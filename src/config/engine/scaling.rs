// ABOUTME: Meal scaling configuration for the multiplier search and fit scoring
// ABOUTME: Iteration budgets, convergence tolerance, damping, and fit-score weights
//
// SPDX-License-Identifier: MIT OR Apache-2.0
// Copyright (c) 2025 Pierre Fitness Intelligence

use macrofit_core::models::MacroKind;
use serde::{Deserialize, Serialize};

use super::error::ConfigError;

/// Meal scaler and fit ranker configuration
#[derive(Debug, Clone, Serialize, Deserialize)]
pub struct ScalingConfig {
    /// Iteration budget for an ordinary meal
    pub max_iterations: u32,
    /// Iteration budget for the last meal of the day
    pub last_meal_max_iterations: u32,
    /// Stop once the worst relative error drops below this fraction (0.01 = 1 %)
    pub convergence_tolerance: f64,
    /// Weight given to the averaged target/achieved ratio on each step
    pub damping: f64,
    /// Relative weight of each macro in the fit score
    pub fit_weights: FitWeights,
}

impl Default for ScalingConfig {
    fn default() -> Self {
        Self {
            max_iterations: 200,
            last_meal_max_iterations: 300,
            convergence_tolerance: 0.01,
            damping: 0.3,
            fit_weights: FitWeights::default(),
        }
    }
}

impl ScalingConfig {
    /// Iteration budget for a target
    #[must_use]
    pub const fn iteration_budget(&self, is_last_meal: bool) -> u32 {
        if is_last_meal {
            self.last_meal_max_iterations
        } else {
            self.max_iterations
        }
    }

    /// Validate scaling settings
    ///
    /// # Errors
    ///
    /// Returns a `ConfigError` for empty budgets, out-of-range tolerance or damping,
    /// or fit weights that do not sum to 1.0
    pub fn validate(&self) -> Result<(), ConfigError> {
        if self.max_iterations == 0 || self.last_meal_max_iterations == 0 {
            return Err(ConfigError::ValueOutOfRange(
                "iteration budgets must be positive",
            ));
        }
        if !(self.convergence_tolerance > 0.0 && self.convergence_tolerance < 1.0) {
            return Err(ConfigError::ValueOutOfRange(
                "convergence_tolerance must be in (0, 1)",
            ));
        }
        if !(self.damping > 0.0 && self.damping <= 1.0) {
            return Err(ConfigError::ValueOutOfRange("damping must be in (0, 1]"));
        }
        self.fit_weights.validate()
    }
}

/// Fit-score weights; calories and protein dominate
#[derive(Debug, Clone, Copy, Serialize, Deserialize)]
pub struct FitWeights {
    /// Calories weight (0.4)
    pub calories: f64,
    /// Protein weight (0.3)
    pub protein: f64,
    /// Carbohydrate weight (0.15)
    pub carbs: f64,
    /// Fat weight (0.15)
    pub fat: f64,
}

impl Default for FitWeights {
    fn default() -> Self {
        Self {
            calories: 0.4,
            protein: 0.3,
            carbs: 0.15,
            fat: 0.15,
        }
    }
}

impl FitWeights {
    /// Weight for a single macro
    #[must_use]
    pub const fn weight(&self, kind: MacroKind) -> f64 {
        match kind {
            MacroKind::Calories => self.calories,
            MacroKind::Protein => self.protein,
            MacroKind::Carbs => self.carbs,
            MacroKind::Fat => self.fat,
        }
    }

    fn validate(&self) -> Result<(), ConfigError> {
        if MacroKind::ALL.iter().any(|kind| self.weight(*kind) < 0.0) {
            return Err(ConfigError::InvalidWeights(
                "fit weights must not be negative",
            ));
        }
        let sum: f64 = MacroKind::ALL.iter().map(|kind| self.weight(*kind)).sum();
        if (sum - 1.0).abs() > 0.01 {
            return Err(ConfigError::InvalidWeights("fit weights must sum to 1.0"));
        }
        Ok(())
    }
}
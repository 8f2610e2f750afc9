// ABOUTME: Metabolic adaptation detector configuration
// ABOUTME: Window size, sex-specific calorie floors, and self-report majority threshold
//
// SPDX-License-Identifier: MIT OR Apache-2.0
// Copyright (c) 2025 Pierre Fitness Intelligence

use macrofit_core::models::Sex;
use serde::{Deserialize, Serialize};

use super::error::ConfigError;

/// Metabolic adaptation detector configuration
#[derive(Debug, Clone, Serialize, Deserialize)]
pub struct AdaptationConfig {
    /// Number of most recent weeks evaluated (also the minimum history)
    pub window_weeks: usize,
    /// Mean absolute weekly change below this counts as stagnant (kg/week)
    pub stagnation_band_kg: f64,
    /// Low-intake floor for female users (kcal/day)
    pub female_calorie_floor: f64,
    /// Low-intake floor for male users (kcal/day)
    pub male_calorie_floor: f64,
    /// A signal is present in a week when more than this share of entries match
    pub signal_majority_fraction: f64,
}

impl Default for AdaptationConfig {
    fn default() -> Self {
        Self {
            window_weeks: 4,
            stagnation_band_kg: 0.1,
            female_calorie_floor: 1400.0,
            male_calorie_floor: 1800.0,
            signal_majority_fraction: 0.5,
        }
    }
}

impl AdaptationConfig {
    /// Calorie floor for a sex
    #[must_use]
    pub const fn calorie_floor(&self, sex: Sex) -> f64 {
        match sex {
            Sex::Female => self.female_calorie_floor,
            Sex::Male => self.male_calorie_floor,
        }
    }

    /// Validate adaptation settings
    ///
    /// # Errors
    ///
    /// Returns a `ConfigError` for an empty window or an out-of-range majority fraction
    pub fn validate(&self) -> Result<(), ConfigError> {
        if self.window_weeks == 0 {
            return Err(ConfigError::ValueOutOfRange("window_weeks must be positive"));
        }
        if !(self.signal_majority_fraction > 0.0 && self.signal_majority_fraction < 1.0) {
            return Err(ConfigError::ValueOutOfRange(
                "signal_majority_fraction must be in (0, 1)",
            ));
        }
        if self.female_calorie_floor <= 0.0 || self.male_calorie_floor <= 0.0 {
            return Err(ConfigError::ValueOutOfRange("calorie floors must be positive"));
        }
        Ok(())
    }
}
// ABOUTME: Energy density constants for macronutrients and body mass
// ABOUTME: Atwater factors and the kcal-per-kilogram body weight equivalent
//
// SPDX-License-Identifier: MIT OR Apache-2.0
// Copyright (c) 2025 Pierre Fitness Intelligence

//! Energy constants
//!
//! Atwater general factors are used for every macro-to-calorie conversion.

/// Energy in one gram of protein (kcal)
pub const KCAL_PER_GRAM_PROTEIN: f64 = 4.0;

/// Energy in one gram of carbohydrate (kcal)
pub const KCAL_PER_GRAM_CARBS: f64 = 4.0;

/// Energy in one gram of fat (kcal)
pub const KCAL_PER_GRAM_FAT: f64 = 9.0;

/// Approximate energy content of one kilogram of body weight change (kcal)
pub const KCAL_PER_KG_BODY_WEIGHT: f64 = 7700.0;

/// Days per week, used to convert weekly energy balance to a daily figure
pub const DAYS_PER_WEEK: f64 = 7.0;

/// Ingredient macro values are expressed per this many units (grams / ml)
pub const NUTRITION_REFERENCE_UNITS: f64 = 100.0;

::::::::

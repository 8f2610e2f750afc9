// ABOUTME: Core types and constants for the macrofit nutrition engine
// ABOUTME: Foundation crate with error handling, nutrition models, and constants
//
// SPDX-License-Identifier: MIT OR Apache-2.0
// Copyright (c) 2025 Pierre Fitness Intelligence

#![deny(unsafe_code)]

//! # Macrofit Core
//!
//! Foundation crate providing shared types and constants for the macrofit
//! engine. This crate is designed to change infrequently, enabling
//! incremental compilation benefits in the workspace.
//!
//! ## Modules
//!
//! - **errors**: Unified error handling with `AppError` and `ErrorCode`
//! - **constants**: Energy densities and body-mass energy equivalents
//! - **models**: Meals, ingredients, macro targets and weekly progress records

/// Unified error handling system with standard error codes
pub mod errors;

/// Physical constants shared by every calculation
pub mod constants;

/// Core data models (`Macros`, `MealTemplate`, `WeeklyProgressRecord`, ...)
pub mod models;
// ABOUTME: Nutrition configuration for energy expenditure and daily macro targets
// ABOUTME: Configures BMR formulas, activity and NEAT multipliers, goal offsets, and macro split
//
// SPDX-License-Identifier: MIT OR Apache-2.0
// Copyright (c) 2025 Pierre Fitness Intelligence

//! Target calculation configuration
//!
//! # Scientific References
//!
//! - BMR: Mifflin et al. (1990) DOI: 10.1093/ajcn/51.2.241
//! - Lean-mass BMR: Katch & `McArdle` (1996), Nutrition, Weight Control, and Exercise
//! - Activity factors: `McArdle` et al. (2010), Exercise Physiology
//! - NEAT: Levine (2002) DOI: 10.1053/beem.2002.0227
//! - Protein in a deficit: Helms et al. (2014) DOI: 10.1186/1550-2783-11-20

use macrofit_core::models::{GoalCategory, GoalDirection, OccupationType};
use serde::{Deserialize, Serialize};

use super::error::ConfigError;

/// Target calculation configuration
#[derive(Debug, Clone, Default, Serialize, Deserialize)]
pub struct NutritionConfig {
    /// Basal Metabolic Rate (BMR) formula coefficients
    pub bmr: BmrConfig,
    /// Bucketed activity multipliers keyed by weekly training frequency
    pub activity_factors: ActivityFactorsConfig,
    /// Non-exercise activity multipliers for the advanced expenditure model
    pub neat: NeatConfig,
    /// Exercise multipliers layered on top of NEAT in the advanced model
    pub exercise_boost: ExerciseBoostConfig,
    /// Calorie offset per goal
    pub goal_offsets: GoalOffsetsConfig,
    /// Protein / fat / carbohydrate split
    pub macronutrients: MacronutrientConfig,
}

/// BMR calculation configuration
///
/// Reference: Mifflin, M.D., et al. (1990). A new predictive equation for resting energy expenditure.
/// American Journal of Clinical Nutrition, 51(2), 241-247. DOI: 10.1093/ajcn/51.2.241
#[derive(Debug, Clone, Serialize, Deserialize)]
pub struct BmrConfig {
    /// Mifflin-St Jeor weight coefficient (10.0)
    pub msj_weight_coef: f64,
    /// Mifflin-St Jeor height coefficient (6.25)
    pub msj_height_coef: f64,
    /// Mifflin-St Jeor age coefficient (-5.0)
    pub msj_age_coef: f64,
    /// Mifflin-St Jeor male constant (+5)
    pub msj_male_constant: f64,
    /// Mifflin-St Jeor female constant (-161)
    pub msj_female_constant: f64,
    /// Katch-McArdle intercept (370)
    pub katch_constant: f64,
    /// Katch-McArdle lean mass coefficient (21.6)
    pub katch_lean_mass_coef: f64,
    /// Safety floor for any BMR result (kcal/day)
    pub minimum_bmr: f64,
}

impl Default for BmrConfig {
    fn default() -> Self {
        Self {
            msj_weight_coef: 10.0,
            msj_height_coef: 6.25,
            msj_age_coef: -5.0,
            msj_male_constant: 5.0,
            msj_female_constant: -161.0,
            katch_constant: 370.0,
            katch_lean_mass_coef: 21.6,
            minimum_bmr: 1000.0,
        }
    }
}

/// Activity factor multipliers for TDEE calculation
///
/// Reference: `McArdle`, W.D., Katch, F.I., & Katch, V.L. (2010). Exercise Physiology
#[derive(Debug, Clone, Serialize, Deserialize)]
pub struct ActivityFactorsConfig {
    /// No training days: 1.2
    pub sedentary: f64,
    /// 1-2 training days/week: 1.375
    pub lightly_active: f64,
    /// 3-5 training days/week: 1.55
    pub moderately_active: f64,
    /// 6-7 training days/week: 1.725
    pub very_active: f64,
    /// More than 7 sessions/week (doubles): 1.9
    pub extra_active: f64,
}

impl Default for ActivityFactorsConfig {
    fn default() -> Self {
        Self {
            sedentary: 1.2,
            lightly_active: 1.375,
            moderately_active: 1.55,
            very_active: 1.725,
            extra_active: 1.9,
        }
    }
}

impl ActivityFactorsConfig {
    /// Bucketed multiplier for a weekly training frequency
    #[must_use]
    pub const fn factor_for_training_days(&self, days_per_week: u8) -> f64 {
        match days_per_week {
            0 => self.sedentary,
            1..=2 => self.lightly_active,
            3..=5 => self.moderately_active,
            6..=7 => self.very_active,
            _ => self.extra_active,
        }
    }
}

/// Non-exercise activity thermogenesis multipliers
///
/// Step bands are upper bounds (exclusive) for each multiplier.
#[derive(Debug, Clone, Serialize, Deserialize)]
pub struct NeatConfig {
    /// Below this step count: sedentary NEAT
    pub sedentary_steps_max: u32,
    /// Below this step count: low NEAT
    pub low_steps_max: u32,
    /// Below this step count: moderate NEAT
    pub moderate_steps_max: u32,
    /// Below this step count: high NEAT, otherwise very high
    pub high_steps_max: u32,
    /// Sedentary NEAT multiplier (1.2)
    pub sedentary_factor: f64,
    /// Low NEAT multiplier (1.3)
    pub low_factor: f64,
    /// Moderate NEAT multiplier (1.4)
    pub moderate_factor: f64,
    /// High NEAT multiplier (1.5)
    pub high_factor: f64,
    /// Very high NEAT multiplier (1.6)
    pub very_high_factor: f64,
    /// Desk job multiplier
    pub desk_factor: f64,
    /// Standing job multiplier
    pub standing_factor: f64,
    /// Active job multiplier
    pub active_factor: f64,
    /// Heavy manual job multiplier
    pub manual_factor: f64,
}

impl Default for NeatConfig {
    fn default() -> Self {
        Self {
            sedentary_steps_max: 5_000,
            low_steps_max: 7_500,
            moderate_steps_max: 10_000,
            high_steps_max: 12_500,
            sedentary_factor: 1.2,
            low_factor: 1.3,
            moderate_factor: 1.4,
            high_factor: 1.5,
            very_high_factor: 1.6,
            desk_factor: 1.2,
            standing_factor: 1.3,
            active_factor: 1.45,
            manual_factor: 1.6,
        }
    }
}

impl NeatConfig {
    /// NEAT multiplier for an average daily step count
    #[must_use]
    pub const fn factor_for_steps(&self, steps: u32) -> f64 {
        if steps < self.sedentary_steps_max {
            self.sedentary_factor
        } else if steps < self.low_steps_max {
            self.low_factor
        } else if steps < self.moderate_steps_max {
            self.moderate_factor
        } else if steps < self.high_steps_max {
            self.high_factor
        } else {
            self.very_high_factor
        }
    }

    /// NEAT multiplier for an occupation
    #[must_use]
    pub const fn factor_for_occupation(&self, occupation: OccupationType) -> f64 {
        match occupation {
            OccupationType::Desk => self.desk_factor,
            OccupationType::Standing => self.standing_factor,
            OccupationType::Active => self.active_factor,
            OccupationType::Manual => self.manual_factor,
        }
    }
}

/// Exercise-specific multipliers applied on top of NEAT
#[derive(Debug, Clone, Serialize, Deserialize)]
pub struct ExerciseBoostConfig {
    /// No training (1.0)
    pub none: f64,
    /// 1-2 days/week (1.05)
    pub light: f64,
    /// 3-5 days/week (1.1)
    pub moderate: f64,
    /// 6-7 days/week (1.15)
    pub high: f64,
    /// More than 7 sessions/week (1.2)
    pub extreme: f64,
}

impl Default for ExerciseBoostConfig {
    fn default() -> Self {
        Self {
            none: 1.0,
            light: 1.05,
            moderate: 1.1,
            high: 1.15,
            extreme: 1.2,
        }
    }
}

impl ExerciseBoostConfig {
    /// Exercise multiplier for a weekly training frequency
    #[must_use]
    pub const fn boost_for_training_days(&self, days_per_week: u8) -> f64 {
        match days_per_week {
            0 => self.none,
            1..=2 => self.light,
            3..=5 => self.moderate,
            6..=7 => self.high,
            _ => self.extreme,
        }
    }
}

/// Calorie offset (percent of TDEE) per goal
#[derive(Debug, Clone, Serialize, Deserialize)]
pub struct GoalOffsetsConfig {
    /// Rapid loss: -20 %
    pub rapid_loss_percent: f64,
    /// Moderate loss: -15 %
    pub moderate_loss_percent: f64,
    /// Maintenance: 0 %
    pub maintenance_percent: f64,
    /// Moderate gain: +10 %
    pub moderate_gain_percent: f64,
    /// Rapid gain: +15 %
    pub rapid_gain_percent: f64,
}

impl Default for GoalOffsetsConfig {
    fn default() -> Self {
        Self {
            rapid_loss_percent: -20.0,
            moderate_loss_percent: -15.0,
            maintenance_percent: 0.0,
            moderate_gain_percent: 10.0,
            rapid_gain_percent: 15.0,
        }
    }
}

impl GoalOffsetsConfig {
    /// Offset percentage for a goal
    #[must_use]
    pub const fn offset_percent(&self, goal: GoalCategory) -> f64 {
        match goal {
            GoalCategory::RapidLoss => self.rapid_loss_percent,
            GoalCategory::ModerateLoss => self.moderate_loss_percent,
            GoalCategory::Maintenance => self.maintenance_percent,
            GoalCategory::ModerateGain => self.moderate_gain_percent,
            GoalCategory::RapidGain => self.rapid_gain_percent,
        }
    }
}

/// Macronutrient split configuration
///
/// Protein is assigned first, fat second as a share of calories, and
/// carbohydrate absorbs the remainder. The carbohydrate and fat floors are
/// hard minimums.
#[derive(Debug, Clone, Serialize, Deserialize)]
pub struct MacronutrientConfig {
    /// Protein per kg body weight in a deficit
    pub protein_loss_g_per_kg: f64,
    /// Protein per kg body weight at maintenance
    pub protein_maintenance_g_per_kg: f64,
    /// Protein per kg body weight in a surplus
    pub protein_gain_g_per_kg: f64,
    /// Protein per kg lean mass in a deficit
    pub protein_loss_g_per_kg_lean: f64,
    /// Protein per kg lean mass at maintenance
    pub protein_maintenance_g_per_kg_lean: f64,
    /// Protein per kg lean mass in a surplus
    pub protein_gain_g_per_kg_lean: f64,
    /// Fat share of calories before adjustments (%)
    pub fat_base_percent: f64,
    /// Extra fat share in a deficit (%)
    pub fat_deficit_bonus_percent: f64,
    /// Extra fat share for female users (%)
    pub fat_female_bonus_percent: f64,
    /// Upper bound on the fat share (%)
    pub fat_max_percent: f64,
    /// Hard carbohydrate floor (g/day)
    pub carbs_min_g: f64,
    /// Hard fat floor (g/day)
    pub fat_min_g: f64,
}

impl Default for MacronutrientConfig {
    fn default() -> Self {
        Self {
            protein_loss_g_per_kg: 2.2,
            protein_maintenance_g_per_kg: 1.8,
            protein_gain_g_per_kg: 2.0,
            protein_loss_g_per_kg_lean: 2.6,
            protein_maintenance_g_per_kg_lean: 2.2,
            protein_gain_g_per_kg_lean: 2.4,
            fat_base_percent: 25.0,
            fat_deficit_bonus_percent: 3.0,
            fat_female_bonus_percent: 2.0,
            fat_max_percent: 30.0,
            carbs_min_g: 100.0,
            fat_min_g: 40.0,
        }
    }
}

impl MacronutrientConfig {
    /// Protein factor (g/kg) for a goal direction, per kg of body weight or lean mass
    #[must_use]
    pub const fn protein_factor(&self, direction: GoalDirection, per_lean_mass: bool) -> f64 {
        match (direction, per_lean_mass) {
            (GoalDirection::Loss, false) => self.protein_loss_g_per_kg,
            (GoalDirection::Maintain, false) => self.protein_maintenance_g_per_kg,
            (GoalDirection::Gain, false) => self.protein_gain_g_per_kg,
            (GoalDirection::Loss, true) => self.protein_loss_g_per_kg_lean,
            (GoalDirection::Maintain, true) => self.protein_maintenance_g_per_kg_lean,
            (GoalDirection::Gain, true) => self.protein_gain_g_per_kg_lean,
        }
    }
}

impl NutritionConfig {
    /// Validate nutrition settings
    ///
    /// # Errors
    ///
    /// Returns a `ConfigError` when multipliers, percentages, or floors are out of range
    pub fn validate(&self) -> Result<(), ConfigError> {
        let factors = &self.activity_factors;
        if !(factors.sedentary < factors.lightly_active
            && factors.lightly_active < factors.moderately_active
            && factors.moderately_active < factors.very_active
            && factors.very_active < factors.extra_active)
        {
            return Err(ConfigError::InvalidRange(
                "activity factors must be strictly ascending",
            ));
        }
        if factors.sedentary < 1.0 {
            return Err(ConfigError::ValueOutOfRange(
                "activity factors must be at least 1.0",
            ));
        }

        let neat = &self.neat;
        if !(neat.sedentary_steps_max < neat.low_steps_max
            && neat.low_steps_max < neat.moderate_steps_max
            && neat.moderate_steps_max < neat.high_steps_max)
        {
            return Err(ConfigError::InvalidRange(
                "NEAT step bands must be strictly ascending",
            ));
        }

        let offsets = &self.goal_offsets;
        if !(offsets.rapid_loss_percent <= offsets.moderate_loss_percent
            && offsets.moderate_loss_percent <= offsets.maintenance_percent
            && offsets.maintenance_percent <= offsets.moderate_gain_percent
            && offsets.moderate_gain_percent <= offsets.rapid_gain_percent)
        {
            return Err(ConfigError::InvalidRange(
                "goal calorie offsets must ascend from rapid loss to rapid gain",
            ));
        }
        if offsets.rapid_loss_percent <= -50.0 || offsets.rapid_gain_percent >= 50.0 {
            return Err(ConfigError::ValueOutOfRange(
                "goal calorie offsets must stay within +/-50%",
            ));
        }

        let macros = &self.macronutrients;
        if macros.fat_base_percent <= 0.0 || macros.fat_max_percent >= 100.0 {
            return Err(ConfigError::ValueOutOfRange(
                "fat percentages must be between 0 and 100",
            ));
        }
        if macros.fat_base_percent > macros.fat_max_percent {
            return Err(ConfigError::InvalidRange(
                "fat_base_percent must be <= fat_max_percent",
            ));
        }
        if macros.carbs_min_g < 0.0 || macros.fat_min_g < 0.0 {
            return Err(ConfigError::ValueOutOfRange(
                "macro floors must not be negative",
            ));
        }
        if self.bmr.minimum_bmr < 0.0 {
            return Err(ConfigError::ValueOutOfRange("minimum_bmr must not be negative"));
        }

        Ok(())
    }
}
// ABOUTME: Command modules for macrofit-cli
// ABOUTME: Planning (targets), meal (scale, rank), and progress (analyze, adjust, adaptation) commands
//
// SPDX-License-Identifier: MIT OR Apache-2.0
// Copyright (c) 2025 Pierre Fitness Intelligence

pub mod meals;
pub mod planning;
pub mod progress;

::::::::

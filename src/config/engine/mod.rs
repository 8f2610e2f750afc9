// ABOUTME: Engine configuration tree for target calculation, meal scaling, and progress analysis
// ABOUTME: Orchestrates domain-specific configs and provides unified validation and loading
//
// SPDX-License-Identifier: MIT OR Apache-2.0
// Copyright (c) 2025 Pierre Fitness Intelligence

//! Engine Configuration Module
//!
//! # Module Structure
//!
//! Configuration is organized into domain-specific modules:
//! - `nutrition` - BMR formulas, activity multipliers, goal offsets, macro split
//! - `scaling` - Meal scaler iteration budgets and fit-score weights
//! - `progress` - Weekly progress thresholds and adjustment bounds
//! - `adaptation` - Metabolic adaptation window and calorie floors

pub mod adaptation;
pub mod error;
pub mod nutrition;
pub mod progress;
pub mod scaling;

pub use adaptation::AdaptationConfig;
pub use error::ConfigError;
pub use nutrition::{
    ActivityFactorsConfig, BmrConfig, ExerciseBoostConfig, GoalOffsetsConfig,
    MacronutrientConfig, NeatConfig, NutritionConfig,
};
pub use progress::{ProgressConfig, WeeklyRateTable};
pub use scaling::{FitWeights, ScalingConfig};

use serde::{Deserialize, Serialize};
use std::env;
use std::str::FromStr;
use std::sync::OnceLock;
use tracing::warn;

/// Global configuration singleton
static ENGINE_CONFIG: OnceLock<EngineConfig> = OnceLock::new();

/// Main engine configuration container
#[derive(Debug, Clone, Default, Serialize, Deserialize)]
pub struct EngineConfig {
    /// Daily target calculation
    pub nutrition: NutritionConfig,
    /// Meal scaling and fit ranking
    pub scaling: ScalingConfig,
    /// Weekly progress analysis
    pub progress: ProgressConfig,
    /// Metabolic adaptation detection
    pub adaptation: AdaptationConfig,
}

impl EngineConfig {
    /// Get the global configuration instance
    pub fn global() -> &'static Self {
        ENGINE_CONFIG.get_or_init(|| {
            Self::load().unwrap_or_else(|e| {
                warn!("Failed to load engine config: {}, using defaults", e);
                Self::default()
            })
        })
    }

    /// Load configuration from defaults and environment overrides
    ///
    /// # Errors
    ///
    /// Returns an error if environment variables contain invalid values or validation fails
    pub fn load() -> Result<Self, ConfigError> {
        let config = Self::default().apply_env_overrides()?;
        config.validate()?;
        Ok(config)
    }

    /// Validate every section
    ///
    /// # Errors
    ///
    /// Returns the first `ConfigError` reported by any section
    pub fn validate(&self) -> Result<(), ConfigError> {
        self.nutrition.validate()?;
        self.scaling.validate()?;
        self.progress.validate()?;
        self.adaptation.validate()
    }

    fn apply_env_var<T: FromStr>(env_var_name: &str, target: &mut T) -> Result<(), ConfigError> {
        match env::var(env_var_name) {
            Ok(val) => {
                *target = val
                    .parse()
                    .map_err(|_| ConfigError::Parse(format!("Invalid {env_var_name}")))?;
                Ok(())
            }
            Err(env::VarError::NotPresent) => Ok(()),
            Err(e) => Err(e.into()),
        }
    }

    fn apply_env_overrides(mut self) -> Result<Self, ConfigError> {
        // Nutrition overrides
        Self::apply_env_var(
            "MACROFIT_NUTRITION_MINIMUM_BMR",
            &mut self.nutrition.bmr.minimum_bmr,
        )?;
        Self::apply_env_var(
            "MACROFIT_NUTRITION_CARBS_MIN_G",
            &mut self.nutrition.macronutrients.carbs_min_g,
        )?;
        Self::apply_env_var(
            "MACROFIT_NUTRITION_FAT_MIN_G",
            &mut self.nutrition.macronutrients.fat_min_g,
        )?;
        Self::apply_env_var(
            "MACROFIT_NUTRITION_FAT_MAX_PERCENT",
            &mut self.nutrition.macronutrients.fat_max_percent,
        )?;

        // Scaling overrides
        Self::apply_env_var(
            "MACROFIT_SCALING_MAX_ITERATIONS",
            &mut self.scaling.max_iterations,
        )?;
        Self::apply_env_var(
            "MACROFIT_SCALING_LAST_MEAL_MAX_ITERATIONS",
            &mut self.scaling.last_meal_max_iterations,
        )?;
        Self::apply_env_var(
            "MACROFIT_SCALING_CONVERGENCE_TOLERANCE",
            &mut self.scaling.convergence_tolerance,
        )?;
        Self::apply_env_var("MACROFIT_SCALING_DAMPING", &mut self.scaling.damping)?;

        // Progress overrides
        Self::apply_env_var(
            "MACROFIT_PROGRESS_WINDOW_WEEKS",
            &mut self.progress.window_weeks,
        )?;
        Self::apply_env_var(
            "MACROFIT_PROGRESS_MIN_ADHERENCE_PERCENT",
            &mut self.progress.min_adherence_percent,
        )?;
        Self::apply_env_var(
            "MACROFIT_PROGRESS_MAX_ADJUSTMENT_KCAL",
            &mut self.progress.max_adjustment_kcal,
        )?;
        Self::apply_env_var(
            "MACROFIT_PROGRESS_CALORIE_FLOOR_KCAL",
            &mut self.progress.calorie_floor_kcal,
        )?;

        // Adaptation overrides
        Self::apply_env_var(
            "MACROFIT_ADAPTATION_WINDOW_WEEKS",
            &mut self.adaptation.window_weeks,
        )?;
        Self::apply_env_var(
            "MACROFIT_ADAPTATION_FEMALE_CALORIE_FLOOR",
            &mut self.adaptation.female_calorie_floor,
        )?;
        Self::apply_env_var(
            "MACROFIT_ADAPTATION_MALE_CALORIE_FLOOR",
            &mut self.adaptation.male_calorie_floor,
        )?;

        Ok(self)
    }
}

::::::::

## EXERCISE GOAL
The expected result is a copy of each line in the records where "Maintain" appears.

## TASK OUTPUT
            (GoalDirection::Maintain, false) => self.protein_maintenance_g_per_kg,
            (GoalDirection::Maintain, true) => self.protein_maintenance_g_per_kg_lean,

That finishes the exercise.